The Six DO'S and DON'TS to get your workout or race off to the right start!


Few nutrition topics cause as much confusion for athletes as pre-exercise fueling. The recommendations of nutritional experts have arguably generated the greatest confusion, and many an athlete has paid a hefty performance price for this misinformation.

While we acknowledge there have been many athletes who are skeptical about our pre-exercise fueling recommendations, over the course of more than 32 years we can honestly say that we've yet to have one athlete tell us these recommendations didn't work. If anything, we've heard nothing but glowing reports from athletes blown away by how much better they feel and how much more endurance they've enjoyed.

1. DO finish all calorie consumption three hours before exercise begins. Weeks of consistent high-quality training and immediate postworkout refueling builds and maximizes your stores of muscle glycogen, which is the first fuel your body will use when you begin exercising. (Note: this is the true definition of carbloading.) You have a finite supply of this fuel so, naturally, you want to use it as efficiently as possible.

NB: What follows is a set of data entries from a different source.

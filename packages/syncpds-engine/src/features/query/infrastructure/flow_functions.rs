/*
 * Flow Functions
 *
 * Per-statement effect on a single fact. The query expander handles
 * placement: forward flows land on the statement they are computed for
 * (a successor of the current node), backward flows land on every
 * predecessor of the current node's statement.
 *
 * Forward (x holds the tracked object right after the previous statement):
 *   y = x        → x, y
 *   y = x.f      → x, pop f onto y
 *   x.f = y      (fact y) → y, push f onto x
 *   x = ...      → killed unless the rhs is x
 *
 * Backward (the value of x right after s is wanted):
 *   x = y        → y
 *   x = y.f      → push f onto y
 *   x = new T    → killed (allocation site)
 *   x.f = y      (fact x) → x, pop f onto y
 *
 * Calls: arguments, receiver and statics enter in-scope callees; the
 * call-to-return edge keeps facts the callees cannot touch.
 */

use crate::features::query::domain::Direction;
use crate::shared::models::{Field, Method, Node, Rvalue, Statement, StatementKind, Val};
use crate::shared::ports::ProgramModel;

/// Effect of one statement on one fact
#[derive(Debug, Clone, PartialEq, Eq, Hash, PartialOrd, Ord)]
pub enum FactFlow {
    /// Same field stack
    Plain(Val),
    /// The tracked object moves one field deeper: `val.field`
    PushField(Val, Field),
    /// The tracked object is read out of `field`
    PopField(Val, Field),
}

/// Statement semantics consumed by the query expander
///
/// Implementations decide what a statement does to a fact; they never see
/// the automata. Wrap a default implementation to special-case calls
/// (e.g. cut every path through `System.exit`).
pub trait FlowFunctions: Send + Sync {
    fn direction(&self) -> Direction;

    /// Effect of the non-call statement `stmt` on `fact`
    fn normal_flow(&self, program: &dyn ProgramModel, fact: &Val, stmt: &Statement) -> Vec<FactFlow>;

    /// Callee-side nodes for `fact` entering `callee` at `call_site`
    fn call_flow(
        &self,
        program: &dyn ProgramModel,
        fact: &Val,
        call_site: &Statement,
        callee: &Method,
    ) -> Vec<Node>;

    /// Facts that bypass the call; `callees` are the in-scope targets
    fn call_to_return_flow(
        &self,
        program: &dyn ProgramModel,
        fact: &Val,
        call_site: &Statement,
        callees: &[Method],
    ) -> Vec<FactFlow>;

    /// Facts leaving their method at `exit`, tagged as returned
    fn return_flow(&self, program: &dyn ProgramModel, exit: &Node) -> Vec<Val>;

    /// Caller-side facts for a returned fact arriving at `call_site`
    fn map_returned(&self, program: &dyn ProgramModel, returned: &Val, call_site: &Statement) -> Vec<Val>;
}

/// Does any return statement of `method` return `val`?
fn returns_value(program: &dyn ProgramModel, method: &Method, val: &Val) -> bool {
    program.end_points(method).iter().any(|r| {
        matches!(
            program.statement(r),
            Some(StatementKind::Return { value: Some(v) }) if v == val
        )
    })
}

/// Map a fact returned from its method to the caller at `call_site`
///
/// Receiver and arguments always map back; the return value only when
/// `with_return_value` (forward queries).
fn map_to_caller(
    program: &dyn ProgramModel,
    returned: &Val,
    call_site: &Statement,
    with_return_value: bool,
) -> Vec<Val> {
    let val = returned.unreturned();
    if val.is_static() {
        return vec![val];
    }
    let (Some(callee), Some(StatementKind::Invoke { lhs, call })) =
        (val.method.as_ref(), program.statement(call_site))
    else {
        return Vec::new();
    };

    let mut out = Vec::new();
    if program.this_local(callee).as_ref() == Some(&val) {
        if let Some(receiver) = &call.receiver {
            out.push(receiver.clone());
        }
    }
    for (position, param) in program.parameters(callee).iter().enumerate() {
        if param == &val {
            if let Some(arg) = call.args.get(position) {
                out.push(arg.clone());
            }
        }
    }
    if with_return_value && returns_value(program, callee, &val) {
        if let Some(lhs) = lhs {
            out.push(lhs.clone());
        }
    }
    out.sort();
    out.dedup();
    out
}

/// Callee-side values bound to `fact` at `call_site`: `this`, parameters
/// and statics
fn bound_in_callee(program: &dyn ProgramModel, fact: &Val, call_site: &Statement, callee: &Method) -> Vec<Val> {
    if fact.is_static() {
        return vec![fact.clone()];
    }
    let Some(call) = program.invoke_expr(call_site) else {
        return Vec::new();
    };
    let mut out = Vec::new();
    if call.receiver.as_ref() == Some(fact) {
        if let Some(this) = program.this_local(callee) {
            out.push(this);
        }
    }
    let params = program.parameters(callee);
    for position in call.arg_positions(fact) {
        if let Some(param) = params.get(position) {
            out.push(param.clone());
        }
    }
    out
}

/// Call-to-return edge shared by both directions
fn bypass_call(program: &dyn ProgramModel, fact: &Val, call_site: &Statement, callees: &[Method]) -> Vec<FactFlow> {
    let Some(kind) = program.statement(call_site) else {
        return Vec::new();
    };
    if kind.lhs() == Some(fact) {
        return Vec::new();
    }
    let handled_by_callee = match kind.invoke_expr() {
        Some(call) => !callees.is_empty() && (call.uses(fact) || fact.is_static()),
        None => false,
    };
    if handled_by_callee {
        Vec::new()
    } else {
        vec![FactFlow::Plain(fact.clone())]
    }
}

#[derive(Debug, Clone, Copy, Default)]
pub struct DefaultForwardFlowFunctions;

impl FlowFunctions for DefaultForwardFlowFunctions {
    fn direction(&self) -> Direction {
        Direction::Forward
    }

    fn normal_flow(&self, program: &dyn ProgramModel, fact: &Val, stmt: &Statement) -> Vec<FactFlow> {
        match program.statement(stmt) {
            Some(StatementKind::Assign { lhs, rhs }) => {
                let mut out = Vec::new();
                if lhs != fact {
                    out.push(FactFlow::Plain(fact.clone()));
                }
                match rhs {
                    Rvalue::Local(y) if y == fact => out.push(FactFlow::Plain(lhs.clone())),
                    Rvalue::Load { base, field } if base == fact => {
                        out.push(FactFlow::PopField(lhs.clone(), field.clone()))
                    }
                    _ => {}
                }
                out
            }
            Some(StatementKind::Store { base, field, rhs }) => {
                let mut out = vec![FactFlow::Plain(fact.clone())];
                if rhs == fact {
                    out.push(FactFlow::PushField(base.clone(), field.clone()));
                }
                out
            }
            Some(_) => vec![FactFlow::Plain(fact.clone())],
            None => Vec::new(),
        }
    }

    fn call_flow(
        &self,
        program: &dyn ProgramModel,
        fact: &Val,
        call_site: &Statement,
        callee: &Method,
    ) -> Vec<Node> {
        let Some(entry) = program.entry(callee) else {
            return Vec::new();
        };
        bound_in_callee(program, fact, call_site, callee)
            .into_iter()
            .map(|val| Node::new(entry.clone(), val))
            .collect()
    }

    fn call_to_return_flow(
        &self,
        program: &dyn ProgramModel,
        fact: &Val,
        call_site: &Statement,
        callees: &[Method],
    ) -> Vec<FactFlow> {
        bypass_call(program, fact, call_site, callees)
    }

    fn return_flow(&self, program: &dyn ProgramModel, exit: &Node) -> Vec<Val> {
        let fact = &exit.fact;
        let returned_value = matches!(
            program.statement(&exit.stmt),
            Some(StatementKind::Return { value: Some(v) }) if v == fact
        );
        if returned_value || fact.is_static() || program.is_parameter(fact) {
            vec![fact.returned()]
        } else {
            Vec::new()
        }
    }

    fn map_returned(&self, program: &dyn ProgramModel, returned: &Val, call_site: &Statement) -> Vec<Val> {
        map_to_caller(program, returned, call_site, true)
    }
}

#[derive(Debug, Clone, Copy, Default)]
pub struct DefaultBackwardFlowFunctions;

impl FlowFunctions for DefaultBackwardFlowFunctions {
    fn direction(&self) -> Direction {
        Direction::Backward
    }

    fn normal_flow(&self, program: &dyn ProgramModel, fact: &Val, stmt: &Statement) -> Vec<FactFlow> {
        match program.statement(stmt) {
            Some(StatementKind::Assign { lhs, rhs }) if lhs == fact => match rhs {
                Rvalue::Local(y) => vec![FactFlow::Plain(y.clone())],
                Rvalue::Load { base, field } => vec![FactFlow::PushField(base.clone(), field.clone())],
                Rvalue::New { .. } | Rvalue::Null => Vec::new(),
            },
            Some(StatementKind::Store { base, field, rhs }) if base == fact => vec![
                FactFlow::PopField(rhs.clone(), field.clone()),
                FactFlow::Plain(fact.clone()),
            ],
            Some(StatementKind::Entry) | None => Vec::new(),
            Some(_) => vec![FactFlow::Plain(fact.clone())],
        }
    }

    fn call_flow(
        &self,
        program: &dyn ProgramModel,
        fact: &Val,
        call_site: &Statement,
        callee: &Method,
    ) -> Vec<Node> {
        let defines_fact = program
            .statement(call_site)
            .and_then(StatementKind::lhs)
            == Some(fact);
        let bound = bound_in_callee(program, fact, call_site, callee);

        let mut out = Vec::new();
        for exit in program.end_points(callee) {
            if defines_fact {
                if let Some(StatementKind::Return { value: Some(v) }) = program.statement(&exit) {
                    out.push(Node::new(exit.clone(), v.clone()));
                }
            }
            for val in &bound {
                out.push(Node::new(exit.clone(), val.clone()));
            }
        }
        out
    }

    fn call_to_return_flow(
        &self,
        program: &dyn ProgramModel,
        fact: &Val,
        call_site: &Statement,
        callees: &[Method],
    ) -> Vec<FactFlow> {
        bypass_call(program, fact, call_site, callees)
    }

    fn return_flow(&self, program: &dyn ProgramModel, exit: &Node) -> Vec<Val> {
        let fact = &exit.fact;
        if fact.is_static() || program.is_parameter(fact) {
            vec![fact.returned()]
        } else {
            Vec::new()
        }
    }

    fn map_returned(&self, program: &dyn ProgramModel, returned: &Val, call_site: &Statement) -> Vec<Val> {
        map_to_caller(program, returned, call_site, false)
    }
}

Eating sooner than three hours prior to the start of exercise promotes faster depletion of muscle glycogen and inhibits fat utilization, the combination of which will devastate your performance.

2. DON'T sacrifice sleep to eat. Muscle glycogen levels remain intact - not one calorie has been depleted - even after a full night's sleep. It's unnecessary and of no benefit to intentionally wake up early just to eat. If eating a pre-exercise meal three hours prior is not logistically feasible, consume a small amount of your supplemental fuel, such as Hammer Gel, about five minutes prior to the start. By the time those calories are ingested, insulin is released and blood sugar levels are elevated, you'll be well into your workout or race and glycogen depletion rates won't be negatively affected.

3. DON'T overeat. The goal of the pre-exercise meal is to top off your liver glycogen, which has been depleted during your sleep. Accomplishing this doesn't require you to eat 700, 800, 900, 1,000 calories, or more, as some so-called experts would have you believe. A pre-exercise meal of no more than 300 to 400 calories is quite sufficient. You can't add anything to muscle glycogen stores at this time (you'll just be topping off liver glycogen stores), so stuffing yourself is counterproductive, especially if you've got an early morning workout or race.

4. DO avoid simple sugars, high fat, and high fiber. Give your body the right fuel, which means complex carbohydrates and perhaps a small amount of protein. Simple sugars (sucrose, glucose, fructose) provide unwanted junk calories; they're not what your body wants nor needs. Also, avoid fat-containing and high-fiber food to minimize the potential for stomach distress as well as unscheduled bathroom breaks during your workout or race.

5. DO stay properly hydrated. Either of these sensible suggestions will satisfy hydration needs without putting you at the risk for over-hydration:

  • One liter of water (about 34 ounces) in the two hours prior to the start (about 17 ounces/hour), ceasing consumption about 20 to 30 minutes before the workout or race.
  • 10 to12 oz. of water each hour up to 30 minutes prior to the start (24-30 ounces total fluid intake).

Make sure you include a serving of Fully Charged with your water and begin consuming 30 minutes prior to the start.

6. DO take your first dose of Endurolytes or Endurolytes Extreme 15 to 30 minutes prior. This will cover your first hour's requirements for electrolytes. So instead of reaching for pills when your workout or race begins, you can focus on getting into a nice, smooth rhythm.